What Is Cognitive Computing?

Cognitive Computing is a combination of Artificial intelligence, neural networks, machine learning, natural language processing, sentiment analysis to solve everyday problems faced by humans.

Logical data analysis, improved operational efficiency, improved customer interaction, are some of the functions behind  Cognitive Computing, which has made companies such as Facebook, Apple and Google join the use of this technology to be able to make better announcements through data analysis, pattern identification and prediction.

Myths About Cognitive Computing

Although many large corporations use and benefit from Cognitive Computing, there are still certain myths around them that are important to clarify.

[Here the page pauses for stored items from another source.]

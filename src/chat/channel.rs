//! 单个会话的实时通道
//!
//! 包装 `/chat/{session_id}` 这条连接：把入站事件翻译成 Store 操作，
//! 把用户动作（发送、输入状态、心跳）翻译成出站帧。

use std::sync::atomic::{AtomicBool, Ordering};
use std::sync::{Arc, Weak};
use std::time::Duration;

use parking_lot::Mutex;
use tokio::task::JoinHandle;
use tokio::time::{interval_at, Instant};

use crate::config::ClientConfig;
use crate::protocol::{paths, ChatCommand, ChatEvent, Envelope};
use crate::reconnect::{Backoff, ReconnectPolicy};
use crate::store::ConversationStore;
use crate::transport::{EventHandler, TransportEvent, TransportManager};
use crate::types::ConnectionStatus;
use crate::Result;

/// 回答中途断线时写入的错误消息
pub const CONNECTION_LOST: &str = "Connection lost before the response completed";

/// 通道参数
#[derive(Debug, Clone, Copy)]
pub struct ChannelOptions {
    /// 握手失败后的重试策略
    pub reconnect: ReconnectPolicy,
    /// 心跳间隔
    pub keepalive_interval: Duration,
}

impl Default for ChannelOptions {
    fn default() -> Self {
        Self {
            reconnect: ReconnectPolicy::default(),
            keepalive_interval: Duration::from_secs(30),
        }
    }
}

impl From<&ClientConfig> for ChannelOptions {
    fn from(config: &ClientConfig) -> Self {
        Self {
            reconnect: config.reconnect,
            keepalive_interval: config.keepalive_interval,
        }
    }
}

/// 会话协议适配器
pub struct ChatChannel {
    session_id: String,
    path: String,
    manager: TransportManager,
    store: ConversationStore,
    options: ChannelOptions,
    keepalive_task: Mutex<Option<JoinHandle<()>>>,
    retry_task: Mutex<Option<JoinHandle<()>>>,
    closed: AtomicBool,
    this: Weak<ChatChannel>,
}

impl ChatChannel {
    /// 创建通道（不发起连接）
    pub fn new(
        session_id: &str,
        manager: TransportManager,
        store: ConversationStore,
        options: ChannelOptions,
    ) -> Arc<Self> {
        Arc::new_cyclic(|this| Self {
            session_id: session_id.to_string(),
            path: paths::chat(session_id),
            manager,
            store,
            options,
            keepalive_task: Mutex::new(None),
            retry_task: Mutex::new(None),
            closed: AtomicBool::new(false),
            this: this.clone(),
        })
    }

    pub fn session_id(&self) -> &str {
        &self.session_id
    }

    pub fn path(&self) -> &str {
        &self.path
    }

    pub fn is_connected(&self) -> bool {
        self.manager.is_connected(&self.path)
    }

    /// 建立连接
    ///
    /// 握手失败时返回错误，同时在后台按重连策略重试。
    pub async fn open(&self) -> Result<()> {
        match self.try_connect().await {
            Ok(()) => Ok(()),
            Err(e) => {
                self.store.set_connection_status(ConnectionStatus::Error);
                self.schedule_retry();
                Err(e)
            }
        }
    }

    async fn try_connect(&self) -> Result<()> {
        self.store.set_connection_status(ConnectionStatus::Connecting);
        self.manager
            .connect(&self.path, self.handler())
            .await
            .map(|_| ())
    }

    fn handler(&self) -> EventHandler {
        let this = self.this.clone();
        Arc::new(move |event: TransportEvent| {
            if let Some(channel) = this.upgrade() {
                channel.on_transport_event(event);
            }
        })
    }

    fn schedule_retry(&self) {
        if self.closed.load(Ordering::SeqCst) {
            return;
        }

        let this = self.this.clone();
        let policy = self.options.reconnect;
        let task = tokio::spawn(async move {
            let mut backoff = Backoff::new(policy);
            while let Some(delay) = backoff.next_delay() {
                tokio::time::sleep(delay).await;

                let Some(channel) = this.upgrade() else { return };
                if channel.closed.load(Ordering::SeqCst) {
                    return;
                }

                match channel.try_connect().await {
                    Ok(()) => {
                        tracing::info!(
                            "会话通道重试成功: {} (attempt={})",
                            channel.session_id,
                            backoff.attempts()
                        );
                        return;
                    }
                    Err(e) => {
                        tracing::warn!(
                            "会话通道重试失败: {} (attempt={}): {}",
                            channel.session_id,
                            backoff.attempts(),
                            e
                        );
                        channel.store.set_connection_status(ConnectionStatus::Error);
                    }
                }
            }
            tracing::warn!("会话通道重试次数已用尽，等待手动重连");
        });

        if let Some(previous) = self.retry_task.lock().replace(task) {
            previous.abort();
        }
    }

    fn on_transport_event(&self, event: TransportEvent) {
        match event {
            TransportEvent::Opened { reconnected } => {
                tracing::debug!("会话通道已连接: {} (reconnected={})", self.session_id, reconnected);
                self.store.set_connection_status(ConnectionStatus::Connected);
                self.start_keepalive();
            }
            TransportEvent::Frame(envelope) => self.handle_envelope(&envelope),
            TransportEvent::Closed { code, normal } => {
                tracing::debug!(
                    "会话通道关闭: {} (code={}, normal={})",
                    self.session_id,
                    code,
                    normal
                );
                self.stop_keepalive();
                self.abandon_stream();
                self.store.set_connection_status(ConnectionStatus::Disconnected);
            }
            TransportEvent::Reconnecting { .. } => {
                self.store.set_connection_status(ConnectionStatus::Connecting);
            }
            TransportEvent::Abandoned => {
                self.stop_keepalive();
                self.abandon_stream();
                self.store.set_connection_status(ConnectionStatus::Disconnected);
            }
        }
    }

    /// 断线时丢弃进行中的回答
    ///
    /// 新连接不会续传旧连接上的回答。
    fn abandon_stream(&self) {
        if !self.store.streaming().active {
            return;
        }
        tracing::warn!("回答进行中连接断开，丢弃未完成的回答: {}", self.session_id);
        self.store.add_error_message(CONNECTION_LOST);
    }

    /// 处理一帧入站消息
    pub fn handle_envelope(&self, envelope: &Envelope) {
        match ChatEvent::decode(envelope) {
            Ok(event) => self.apply(event),
            Err(e) => tracing::warn!("无法解析 {} 消息，忽略: {}", envelope.kind, e),
        }
    }

    /// 把入站事件应用到 Store
    pub fn apply(&self, event: ChatEvent) {
        match event {
            ChatEvent::Connected(_) => {
                tracing::debug!("服务端确认连接: {}", self.session_id);
                self.start_keepalive();
            }
            ChatEvent::Status(text) => self.store.set_status_message(text),
            ChatEvent::Context(payload) => self.store.set_current_sources(payload.sources),
            ChatEvent::Content(fragment) => self.store.append_streaming_content(&fragment),
            ChatEvent::Complete(payload) => {
                self.store.finalize_streaming_message(payload);
            }
            ChatEvent::Error(payload) => {
                tracing::warn!("生成失败: {} ({})", payload.message, self.session_id);
                self.store.add_error_message(&payload.message);
            }
            ChatEvent::Pong => {}
            ChatEvent::Unknown(kind) => {
                tracing::debug!("忽略未知消息类型: {}", kind);
            }
        }
    }

    // ==================== 出站 ====================

    /// 发送用户消息；未连接时记录警告并返回 false
    pub fn send_message(&self, content: &str) -> bool {
        self.manager.send(
            &self.path,
            ChatCommand::Message {
                content: content.to_string(),
            },
        )
    }

    pub fn send_typing(&self, is_typing: bool) -> bool {
        self.manager.send(&self.path, ChatCommand::Typing { is_typing })
    }

    pub fn ping(&self) -> bool {
        self.manager.send(&self.path, ChatCommand::Ping)
    }

    // ==================== 心跳 ====================

    fn start_keepalive(&self) {
        let this = self.this.clone();
        let period = self.options.keepalive_interval;
        let task = tokio::spawn(async move {
            let mut ticker = interval_at(Instant::now() + period, period);
            loop {
                ticker.tick().await;
                let Some(channel) = this.upgrade() else { break };
                if !channel.is_connected() {
                    tracing::debug!("连接已关闭，停止心跳: {}", channel.session_id);
                    break;
                }
                channel.ping();
            }
        });

        if let Some(previous) = self.keepalive_task.lock().replace(task) {
            previous.abort();
        }
    }

    fn stop_keepalive(&self) {
        if let Some(task) = self.keepalive_task.lock().take() {
            task.abort();
        }
    }

    /// 关闭通道：停止心跳和重试，正常断开连接
    pub fn close(&self) {
        self.closed.store(true, Ordering::SeqCst);
        if let Some(task) = self.retry_task.lock().take() {
            task.abort();
        }
        self.stop_keepalive();
        if self.manager.disconnect(&self.path) {
            tracing::info!("会话通道已关闭: {}", self.session_id);
        }
        self.store.set_connection_status(ConnectionStatus::Disconnected);
    }
}

impl Drop for ChatChannel {
    fn drop(&mut self) {
        if let Some(task) = self.keepalive_task.get_mut().take() {
            task.abort();
        }
        if let Some(task) = self.retry_task.get_mut().take() {
            task.abort();
        }
    }
}
//! Store 依赖的后端接口
//!
//! HTTP 实现见 [`crate::api::ApiClient`]，测试里用内存实现。

use async_trait::async_trait;

use crate::types::{Message, Session, SessionSettings, SessionUpdate};
use crate::Result;

/// 会话与消息历史的持久化后端
#[async_trait]
pub trait ChatBackend: Send + Sync {
    /// 会话列表（按最近更新排序）
    async fn list_sessions(&self) -> Result<Vec<Session>>;

    async fn get_session(&self, session_id: &str) -> Result<Session>;

    async fn create_session(&self, settings: &SessionSettings) -> Result<Session>;

    async fn update_session(&self, session_id: &str, update: &SessionUpdate) -> Result<Session>;

    /// 删除会话（服务端级联删除消息）
    async fn delete_session(&self, session_id: &str) -> Result<()>;

    /// 消息历史（按时间正序）
    async fn list_messages(&self, session_id: &str) -> Result<Vec<Message>>;
}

Cognitive Computing – Replaces the humans and their jobs

One of the main fears of the development and advancement of technologies such as AI is the disappearance of jobs where machines represent more benefits than having a worker.

While it is impossible to know what will happen for sure in the future regarding this issue, it is anticipated that job loss will not be an important implication with the implementation of cognitive technologies.

According to the Deloitte State of Cognitive survey,  managers with knowledge of the area do not contemplate that dismissals are a consequence of the implementation of these technologies. And he points out that, although automation results in the reduction of workforce templates, new jobs will also be developed due to this.

Cognitive Computing Equals Robots And Humanoids

Although it is constantly related to AI and cognitive computation with robots or humanoids, the reality is that this technology can be present in any computer system without us noticing, because its objective is to complement and make operations more efficient with the least human intervention.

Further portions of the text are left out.